▸ PROBLEM STATEMENT
Write out the material below exactly, with no line missing.
[[ INPUT FOR THIS TASK, beginning ]]
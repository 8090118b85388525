//! Text canonicalization used before any similarity comparison.

use unicode_normalization::char::is_combining_mark;

/// Letters that the catalog writes with more than one code point.
///
/// Arabic yeh and kaf are folded onto their Persian forms so that labels typed
/// on different keyboard layouts compare equal.
const LOOKALIKE_FOLDS: &[(char, char)] = &[('\u{064A}', '\u{06CC}'), ('\u{0643}', '\u{06A9}')];

/// Zero-width non-joiner and joiner.
const ZERO_WIDTH_JOINERS: &[char] = &['\u{200C}', '\u{200D}'];

/// Canonicalize free text for comparison.
///
/// Lower-cases, folds look-alike letters, turns zero-width joiners and every
/// character that is not a letter, digit or whitespace into a space, then
/// collapses whitespace runs and trims. Combining marks (vowel signs,
/// accents) are not letters and split words too. Total and idempotent.
pub fn normalize(text: &str) -> String {
    let mut out = String::with_capacity(text.len());
    let mut pending_space = false;

    for c in text.to_lowercase().chars() {
        let c = fold_lookalike(c);
        let keep = c.is_alphanumeric() && !is_combining_mark(c) && !ZERO_WIDTH_JOINERS.contains(&c);

        if keep {
            if pending_space && !out.is_empty() {
                out.push(' ');
            }
            pending_space = false;
            out.push(c);
        } else {
            pending_space = true;
        }
    }

    out
}

fn fold_lookalike(c: char) -> char {
    LOOKALIKE_FOLDS
        .iter()
        .find(|(from, _)| *from == c)
        .map(|(_, to)| *to)
        .unwrap_or(c)
}

#[cfg(test)]
mod tests {
    use super::*;

    #[test]
    fn test_lowercases_and_trims() {
        assert_eq!(normalize("  Model X  "), "model x");
    }

    #[test]
    fn test_empty_input() {
        assert_eq!(normalize(""), "");
        assert_eq!(normalize("   "), "");
        assert_eq!(normalize("!!!"), "");
    }

    #[test]
    fn test_punctuation_becomes_separator() {
        assert_eq!(normalize("Model-X (Deluxe)"), "model x deluxe");
        assert_eq!(normalize("a,b"), "a b");
    }

    #[test]
    fn test_collapses_whitespace_runs() {
        assert_eq!(normalize("a \t\n  b"), "a b");
    }

    #[test]
    fn test_folds_lookalike_letters() {
        // Arabic yeh/kaf vs Persian yeh/keheh
        assert_eq!(normalize("\u{064A}\u{0643}"), normalize("\u{06CC}\u{06A9}"));
        assert_eq!(normalize("\u{0643}"), "\u{06A9}");
    }

    #[test]
    fn test_zero_width_joiners_become_spaces() {
        assert_eq!(normalize("ab\u{200C}cd"), "ab cd");
        assert_eq!(normalize("ab\u{200D}cd"), "ab cd");
    }

    #[test]
    fn test_keeps_non_latin_letters_and_digits() {
        assert_eq!(normalize("دنا پلاس ۱۴۰۳"), "دنا پلاس ۱۴۰۳");
        assert_eq!(normalize("Peugeot 207i"), "peugeot 207i");
    }

    #[test]
    fn test_combining_marks_become_separators() {
        // meem, damma, hah, meem, dal
        let n = normalize("\u{0645}\u{064F}\u{062D}\u{0645}\u{062F}");
        assert!(!n.contains('\u{064F}'));
        assert_eq!(n, "\u{0645} \u{062D}\u{0645}\u{062F}");

        // Decomposed accent on a Latin letter.
        assert_eq!(normalize("cafe\u{0301} noir"), "cafe noir");
    }

    #[test]
    fn test_idempotent() {
        let samples = [
            "",
            "Model X Deluxe",
            "  --Model__Y//Base--  ",
            "\u{064A}\u{200C}\u{0643}!",
            "İstanbul ÄÖÜ ß",
            "tab\tnew\nline",
            "١٢٣ abc",
            "\u{0645}\u{064F}\u{062D}\u{0645}\u{064E}\u{062F}",
        ];
        for s in samples {
            let once = normalize(s);
            assert_eq!(normalize(&once), once, "not idempotent for {:?}", s);
        }
    }
}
[[ INPUT FOR THIS TASK, end ]]
▸ ANSWER BOX
repository 8090118b85388525
//! Text canonicalization used before any similarity comparison.

use unicode_normalization::char::is_combining_mark;

/// Letters that the catalog writes with more than one code point.
///
/// Arabic yeh and kaf are folded onto their Persian forms so that labels typed
/// on different keyboard layouts compare equal.
const LOOKALIKE_FOLDS: &[(char, char)] = &[('\u{064A}', '\u{06CC}'), ('\u{0643}', '\u{06A9}')];

/// Zero-width non-joiner and joiner.
const ZERO_WIDTH_JOINERS: &[char] = &['\u{200C}', '\u{200D}'];

/// Canonicalize free text for comparison.
///
/// Lower-cases, folds look-alike letters, turns zero-width joiners and every
/// character that is not a letter, digit or whitespace into a space, then
/// collapses whitespace runs and trims. Combining marks (vowel signs,
/// accents) are not letters and split words too. Total and idempotent.
pub fn normalize(text: &str) -> String {
    let mut out = String::with_capacity(text.len());
    let mut pending_space = false;

    for c in text.to_lowercase().chars() {
        let c = fold_lookalike(c);
        let keep = c.is_alphanumeric() && !is_combining_mark(c) && !ZERO_WIDTH_JOINERS.contains(&c);

        if keep {
            if pending_space && !out.is_empty() {
                out.push(' ');
            }
            pending_space = false;
            out.push(c);
        } else {
            pending_space = true;
        }
    }

    out
}

fn fold_lookalike(c: char) -> char {
    LOOKALIKE_FOLDS
        .iter()
        .find(|(from, _)| *from == c)
        .map(|(_, to)| *to)
        .unwrap_or(c)
}

#[cfg(test)]
mod tests {
    use super::*;

    #[test]
    fn test_lowercases_and_trims() {
        assert_eq!(normalize("  Model X  "), "model x");
    }

    #[test]
    fn test_empty_input() {
        assert_eq!(normalize(""), "");
        assert_eq!(normalize("   "), "");
        assert_eq!(normalize("!!!"), "");
    }

    #[test]
    fn test_punctuation_becomes_separator() {
        assert_eq!(normalize("Model-X (Deluxe)"), "model x deluxe");
        assert_eq!(normalize("a,b"), "a b");
    }

    #[test]
    fn test_collapses_whitespace_runs() {
        assert_eq!(normalize("a \t\n  b"), "a b");
    }

    #[test]
    fn test_folds_lookalike_letters() {
        // Arabic yeh/kaf vs Persian yeh/keheh
        assert_eq!(normalize("\u{064A}\u{0643}"), normalize("\u{06CC}\u{06A9}"));
        assert_eq!(normalize("\u{0643}"), "\u{06A9}");
    }

    #[test]
    fn test_zero_width_joiners_become_spaces() {
        assert_eq!(normalize("ab\u{200C}cd"), "ab cd");
        assert_eq!(normalize("ab\u{200D}cd"), "ab cd");
    }

    #[test]
    fn test_keeps_non_latin_letters_and_digits() {
        assert_eq!(normalize("دنا پلاس ۱۴۰۳"), "دنا پلاس ۱۴۰۳");
        assert_eq!(normalize("Peugeot 207i"), "peugeot 207i");
    }

    #[test]
    fn test_combining_marks_become_separators() {
        // meem, damma, hah, meem, dal
        let n = normalize("\u{0645}\u{064F}\u{062D}\u{0645}\u{062F}");
        assert!(!n.contains('\u{064F}'));
        assert_eq!(n, "\u{0645} \u{062D}\u{0645}\u{062F}");

        // Decomposed accent on a Latin letter.
        assert_eq!(normalize("cafe\u{0301} noir"), "cafe noir");
    }

    #[test]
    fn test_idempotent() {
        let samples = [
            "",
            "Model X Deluxe",
            "  --Model__Y//Base--  ",
            "\u{064A}\u{200C}\u{0643}!",
            "İstanbul ÄÖÜ ß",
            "tab\tnew\nline",
            "١٢٣ abc",
            "\u{0645}\u{064F}\u{062D}\u{0645}\u{064E}\u{062F}",
        ];
        for s in samples {
            let once = normalize(s);
            assert_eq!(normalize(&once), once, "not idempotent for {:?}", s);
        }
    }
}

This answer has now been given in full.